(WORK INSTRUCTIONS):
Go through the data below and retype all of it exactly.

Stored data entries
........

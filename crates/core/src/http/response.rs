use std::collections::BTreeMap;

use serde::{Deserialize, Serialize};
use serde_json::{json, Value};

use super::headers::{CorsPolicy, Headers, JSON_CONTENT_TYPE, TEXT_CONTENT_TYPE};
use super::{HttpError, ResponseStatus};

/// A response body: either a raw string or a JSON document.
#[derive(Debug, Clone, PartialEq, Serialize, Deserialize)]
#[serde(untagged)]
pub enum ResponseBody {
    Text(String),
    Json(Value),
}

/// What a route handler returns. Every field is optional; the gateway
/// conversion fills in the defaults.
#[derive(Debug, Clone, Default, PartialEq, Serialize, Deserialize)]
pub struct Response {
    #[serde(default, skip_serializing_if = "Option::is_none")]
    pub status: Option<ResponseStatus>,
    #[serde(default, skip_serializing_if = "Option::is_none")]
    pub body: Option<ResponseBody>,
    #[serde(default, skip_serializing_if = "Option::is_none")]
    pub error: Option<bool>,
    #[serde(default, skip_serializing_if = "Option::is_none")]
    pub headers: Option<Headers>,
}

impl Response {
    pub fn new(status: ResponseStatus) -> Self {
        Self {
            status: Some(status),
            ..Self::default()
        }
    }

    pub fn ok(body: Value) -> Self {
        Self::new(ResponseStatus::Ok).with_body(ResponseBody::Json(body))
    }

    pub fn created(body: Value, location: impl Into<String>) -> Self {
        let mut response = Self::new(ResponseStatus::Created).with_body(ResponseBody::Json(body));
        response.headers_mut().content_location = Some(location.into());
        response
    }

    pub fn no_content() -> Self {
        Self::new(ResponseStatus::NoContent)
    }

    /// An error response whose body is `{ "message": ... }`.
    pub fn error(status: ResponseStatus, message: impl Into<String>) -> Self {
        Self {
            status: Some(status),
            body: Some(ResponseBody::Json(json!({ "message": message.into() }))),
            error: Some(true),
            headers: None,
        }
    }

    /// Serialize any value as the JSON body.
    pub fn json<T: Serialize>(status: ResponseStatus, value: &T) -> Result<Self, HttpError> {
        let body = serde_json::to_value(value).map_err(|e| HttpError::Encode(e.to_string()))?;
        Ok(Self::new(status).with_body(ResponseBody::Json(body)))
    }

    pub fn with_body(mut self, body: ResponseBody) -> Self {
        self.body = Some(body);
        self
    }

    pub fn with_header(mut self, name: &str, value: impl Into<String>) -> Result<Self, HttpError> {
        self.headers_mut().set(name, value)?;
        Ok(self)
    }

    pub fn headers_mut(&mut self) -> &mut Headers {
        self.headers.get_or_insert_with(Headers::default)
    }

    pub fn status(&self) -> ResponseStatus {
        self.status.unwrap_or(ResponseStatus::Ok)
    }

    pub fn is_error(&self) -> bool {
        self.error.unwrap_or(false) || self.status().is_error()
    }

    /// Convert into the shape API Gateway expects from a proxy integration.
    pub fn into_gateway(self, cors: &CorsPolicy) -> Result<GatewayResponse, HttpError> {
        let status = self.status();
        let mut headers = cors.headers().merge(self.headers.unwrap_or_default());

        let body = match (status, self.body) {
            (ResponseStatus::NoContent, _) | (_, None) => String::new(),
            (_, Some(ResponseBody::Text(text))) => {
                headers
                    .content_type
                    .get_or_insert_with(|| TEXT_CONTENT_TYPE.to_string());
                text
            }
            (_, Some(ResponseBody::Json(value))) => {
                headers
                    .content_type
                    .get_or_insert_with(|| JSON_CONTENT_TYPE.to_string());
                serde_json::to_string(&value).map_err(|e| HttpError::Encode(e.to_string()))?
            }
        };

        Ok(GatewayResponse {
            status_code: status.as_u16(),
            headers: headers.into_map(),
            body,
            is_base64_encoded: false,
        })
    }
}

/// API Gateway proxy integration response.
#[derive(Debug, Clone, PartialEq, Eq, Serialize, Deserialize)]
#[serde(rename_all = "camelCase")]
pub struct GatewayResponse {
    pub status_code: u16,
    pub headers: BTreeMap<String, String>,
    pub body: String,
    pub is_base64_encoded: bool,
}

#[cfg(test)]
mod tests {
    use super::*;
    use crate::http::headers::{
        ACCESS_CONTROL_ALLOW_ORIGIN, CONTENT_LOCATION, CONTENT_TYPE, LAST_EVALUATED,
    };

    #[test]
    fn empty_response_defaults_to_ok() {
        let gateway = Response::default()
            .into_gateway(&CorsPolicy::default())
            .unwrap();

        assert_eq!(gateway.status_code, 200);
        assert_eq!(gateway.body, "");
        assert_eq!(gateway.headers[ACCESS_CONTROL_ALLOW_ORIGIN], "*");
        assert!(!gateway.headers.contains_key(CONTENT_TYPE));
    }

    #[test]
    fn json_body_is_encoded() {
        let gateway = Response::ok(json!({"items": []}))
            .into_gateway(&CorsPolicy::default())
            .unwrap();

        assert_eq!(gateway.body, r#"{"items":[]}"#);
        assert_eq!(gateway.headers[CONTENT_TYPE], JSON_CONTENT_TYPE);
    }

    #[test]
    fn text_body_keeps_explicit_content_type() {
        let gateway = Response::new(ResponseStatus::Ok)
            .with_body(ResponseBody::Text("<p>ok</p>".to_string()))
            .with_header("Content-Type", "text/html")
            .unwrap()
            .into_gateway(&CorsPolicy::default())
            .unwrap();

        assert_eq!(gateway.body, "<p>ok</p>");
        assert_eq!(gateway.headers[CONTENT_TYPE], "text/html");
    }

    #[test]
    fn text_body_defaults_to_plain() {
        let gateway = Response::new(ResponseStatus::Accepted)
            .with_body(ResponseBody::Text("queued".to_string()))
            .into_gateway(&CorsPolicy::default())
            .unwrap();

        assert_eq!(gateway.status_code, 202);
        assert_eq!(gateway.headers[CONTENT_TYPE], TEXT_CONTENT_TYPE);
    }

    #[test]
    fn no_content_drops_body() {
        let gateway = Response::no_content()
            .with_body(ResponseBody::Json(json!({"ignored": true})))
            .into_gateway(&CorsPolicy::default())
            .unwrap();

        assert_eq!(gateway.status_code, 204);
        assert_eq!(gateway.body, "");
    }

    #[test]
    fn created_sets_location() {
        let gateway = Response::created(json!({"id": "1"}), "/photos/1")
            .with_header(LAST_EVALUATED, "abc")
            .unwrap()
            .into_gateway(&CorsPolicy::with_origin("https://gthome.com.br"))
            .unwrap();

        assert_eq!(gateway.status_code, 201);
        assert_eq!(gateway.headers[CONTENT_LOCATION], "/photos/1");
        assert_eq!(gateway.headers[LAST_EVALUATED], "abc");
        assert_eq!(
            gateway.headers[ACCESS_CONTROL_ALLOW_ORIGIN],
            "https://gthome.com.br"
        );
    }

    #[test]
    fn error_response_shape() {
        let response = Response::error(ResponseStatus::Conflict, "user exists");
        assert!(response.is_error());

        let json = serde_json::to_value(&response).unwrap();
        assert_eq!(
            json,
            json!({"status": 409, "body": {"message": "user exists"}, "error": true})
        );
    }

    #[test]
    fn body_deserializes_string_or_object() {
        let text: Response = serde_json::from_value(json!({"body": "hi"})).unwrap();
        let object: Response = serde_json::from_value(json!({"body": {"a": 1}})).unwrap();

        assert_eq!(text.body, Some(ResponseBody::Text("hi".to_string())));
        assert_eq!(object.body, Some(ResponseBody::Json(json!({"a": 1}))));
    }

    #[test]
    fn gateway_uses_camel_case() {
        let gateway = Response::no_content()
            .into_gateway(&CorsPolicy::default())
            .unwrap();
        let json = serde_json::to_value(&gateway).unwrap();
        assert_eq!(json["statusCode"], 204);
        assert_eq!(json["isBase64Encoded"], false);
    }
}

........

(WRITTEN ANSWER):
filename crates/core/src/http/response.rs
use std::collections::BTreeMap;

use serde::{Deserialize, Serialize};
use serde_json::{json, Value};

use super::headers::{CorsPolicy, Headers, JSON_CONTENT_TYPE, TEXT_CONTENT_TYPE};
use super::{HttpError, ResponseStatus};

/// A response body: either a raw string or a JSON document.
#[derive(Debug, Clone, PartialEq, Serialize, Deserialize)]
#[serde(untagged)]
pub enum ResponseBody {
    Text(String),
    Json(Value),
}

/// What a route handler returns. Every field is optional; the gateway
/// conversion fills in the defaults.
#[derive(Debug, Clone, Default, PartialEq, Serialize, Deserialize)]
pub struct Response {
    #[serde(default, skip_serializing_if = "Option::is_none")]
    pub status: Option<ResponseStatus>,
    #[serde(default, skip_serializing_if = "Option::is_none")]
    pub body: Option<ResponseBody>,
    #[serde(default, skip_serializing_if = "Option::is_none")]
    pub error: Option<bool>,
    #[serde(default, skip_serializing_if = "Option::is_none")]
    pub headers: Option<Headers>,
}

impl Response {
    pub fn new(status: ResponseStatus) -> Self {
        Self {
            status: Some(status),
            ..Self::default()
        }
    }

    pub fn ok(body: Value) -> Self {
        Self::new(ResponseStatus::Ok).with_body(ResponseBody::Json(body))
    }

    pub fn created(body: Value, location: impl Into<String>) -> Self {
        let mut response = Self::new(ResponseStatus::Created).with_body(ResponseBody::Json(body));
        response.headers_mut().content_location = Some(location.into());
        response
    }

    pub fn no_content() -> Self {
        Self::new(ResponseStatus::NoContent)
    }

    /// An error response whose body is `{ "message": ... }`.
    pub fn error(status: ResponseStatus, message: impl Into<String>) -> Self {
        Self {
            status: Some(status),
            body: Some(ResponseBody::Json(json!({ "message": message.into() }))),
            error: Some(true),
            headers: None,
        }
    }

    /// Serialize any value as the JSON body.
    pub fn json<T: Serialize>(status: ResponseStatus, value: &T) -> Result<Self, HttpError> {
        let body = serde_json::to_value(value).map_err(|e| HttpError::Encode(e.to_string()))?;
        Ok(Self::new(status).with_body(ResponseBody::Json(body)))
    }

    pub fn with_body(mut self, body: ResponseBody) -> Self {
        self.body = Some(body);
        self
    }

    pub fn with_header(mut self, name: &str, value: impl Into<String>) -> Result<Self, HttpError> {
        self.headers_mut().set(name, value)?;
        Ok(self)
    }

    pub fn headers_mut(&mut self) -> &mut Headers {
        self.headers.get_or_insert_with(Headers::default)
    }

    pub fn status(&self) -> ResponseStatus {
        self.status.unwrap_or(ResponseStatus::Ok)
    }

    pub fn is_error(&self) -> bool {
        self.error.unwrap_or(false) || self.status().is_error()
    }

    /// Convert into the shape API Gateway expects from a proxy integration.
    pub fn into_gateway(self, cors: &CorsPolicy) -> Result<GatewayResponse, HttpError> {
        let status = self.status();
        let mut headers = cors.headers().merge(self.headers.unwrap_or_default());

        let body = match (status, self.body) {
            (ResponseStatus::NoContent, _) | (_, None) => String::new(),
            (_, Some(ResponseBody::Text(text))) => {
                headers
                    .content_type
                    .get_or_insert_with(|| TEXT_CONTENT_TYPE.to_string());
                text
            }
            (_, Some(ResponseBody::Json(value))) => {
                headers
                    .content_type
                    .get_or_insert_with(|| JSON_CONTENT_TYPE.to_string());
                serde_json::to_string(&value).map_err(|e| HttpError::Encode(e.to_string()))?
            }
        };

        Ok(GatewayResponse {
            status_code: status.as_u16(),
            headers: headers.into_map(),
            body,
            is_base64_encoded: false,
        })
    }
}

/// API Gateway proxy integration response.
#[derive(Debug, Clone, PartialEq, Eq, Serialize, Deserialize)]
#[serde(rename_all = "camelCase")]
pub struct GatewayResponse {
    pub status_code: u16,
    pub headers: BTreeMap<String, String>,
    pub body: String,
    pub is_base64_encoded: bool,
}

#[cfg(test)]
mod tests {
    use super::*;
    use crate::http::headers::{
        ACCESS_CONTROL_ALLOW_ORIGIN, CONTENT_LOCATION, CONTENT_TYPE, LAST_EVALUATED,
    };

    #[test]
    fn empty_response_defaults_to_ok() {
        let gateway = Response::default()
            .into_gateway(&CorsPolicy::default())
            .unwrap();

        assert_eq!(gateway.status_code, 200);
        assert_eq!(gateway.body, "");
        assert_eq!(gateway.headers[ACCESS_CONTROL_ALLOW_ORIGIN], "*");
        assert!(!gateway.headers.contains_key(CONTENT_TYPE));
    }

    #[test]
    fn json_body_is_encoded() {
        let gateway = Response::ok(json!({"items": []}))
            .into_gateway(&CorsPolicy::default())
            .unwrap();

        assert_eq!(gateway.body, r#"{"items":[]}"#);
        assert_eq!(gateway.headers[CONTENT_TYPE], JSON_CONTENT_TYPE);
    }

    #[test]
    fn text_body_keeps_explicit_content_type() {
        let gateway = Response::new(ResponseStatus::Ok)
            .with_body(ResponseBody::Text("<p>ok</p>".to_string()))
            .with_header("Content-Type", "text/html")
            .unwrap()
            .into_gateway(&CorsPolicy::default())
            .unwrap();

        assert_eq!(gateway.body, "<p>ok</p>");
        assert_eq!(gateway.headers[CONTENT_TYPE], "text/html");
    }

    #[test]
    fn text_body_defaults_to_plain() {
        let gateway = Response::new(ResponseStatus::Accepted)
            .with_body(ResponseBody::Text("queued".to_string()))
            .into_gateway(&CorsPolicy::default())
            .unwrap();

        assert_eq!(gateway.status_code, 202);
        assert_eq!(gateway.headers[CONTENT_TYPE], TEXT_CONTENT_TYPE);
    }

    #[test]
    fn no_content_drops_body() {
        let gateway = Response::no_content()
            .with_body(ResponseBody::Json(json!({"ignored": true})))
            .into_gateway(&CorsPolicy::default())
            .unwrap();

        assert_eq!(gateway.status_code, 204);
        assert_eq!(gateway.body, "");
    }

    #[test]
    fn created_sets_location() {
        let gateway = Response::created(json!({"id": "1"}), "/photos/1")
            .with_header(LAST_EVALUATED, "abc")
            .unwrap()
            .into_gateway(&CorsPolicy::with_origin("https://gthome.com.br"))
            .unwrap();

        assert_eq!(gateway.status_code, 201);
        assert_eq!(gateway.headers[CONTENT_LOCATION], "/photos/1");
        assert_eq!(gateway.headers[LAST_EVALUATED], "abc");
        assert_eq!(
            gateway.headers[ACCESS_CONTROL_ALLOW_ORIGIN],
            "https://gthome.com.br"
        );
    }

    #[test]
    fn error_response_shape() {
        let response = Response::error(ResponseStatus::Conflict, "user exists");
        assert!(response.is_error());

        let json = serde_json::to_value(&response).unwrap();
        assert_eq!(
            json,
            json!({"status": 409, "body": {"message": "user exists"}, "error": true})
        );
    }

    #[test]
    fn body_deserializes_string_or_object() {
        let text: Response = serde_json::from_value(json!({"body": "hi"})).unwrap();
        let object: Response = serde_json::from_value(json!({"body": {"a": 1}})).unwrap();

        assert_eq!(text.body, Some(ResponseBody::Text("hi".to_string())));
        assert_eq!(object.body, Some(ResponseBody::Json(json!({"a": 1}))));
    }

    #[test]
    fn gateway_uses_camel_case() {
        let gateway = Response::no_content()
            .into_gateway(&CorsPolicy::default())
            .unwrap();
        let json = serde_json::to_value(&gateway).unwrap();
        assert_eq!(json["statusCode"], 204);
        assert_eq!(json["isBase64Encoded"], false);
    }
}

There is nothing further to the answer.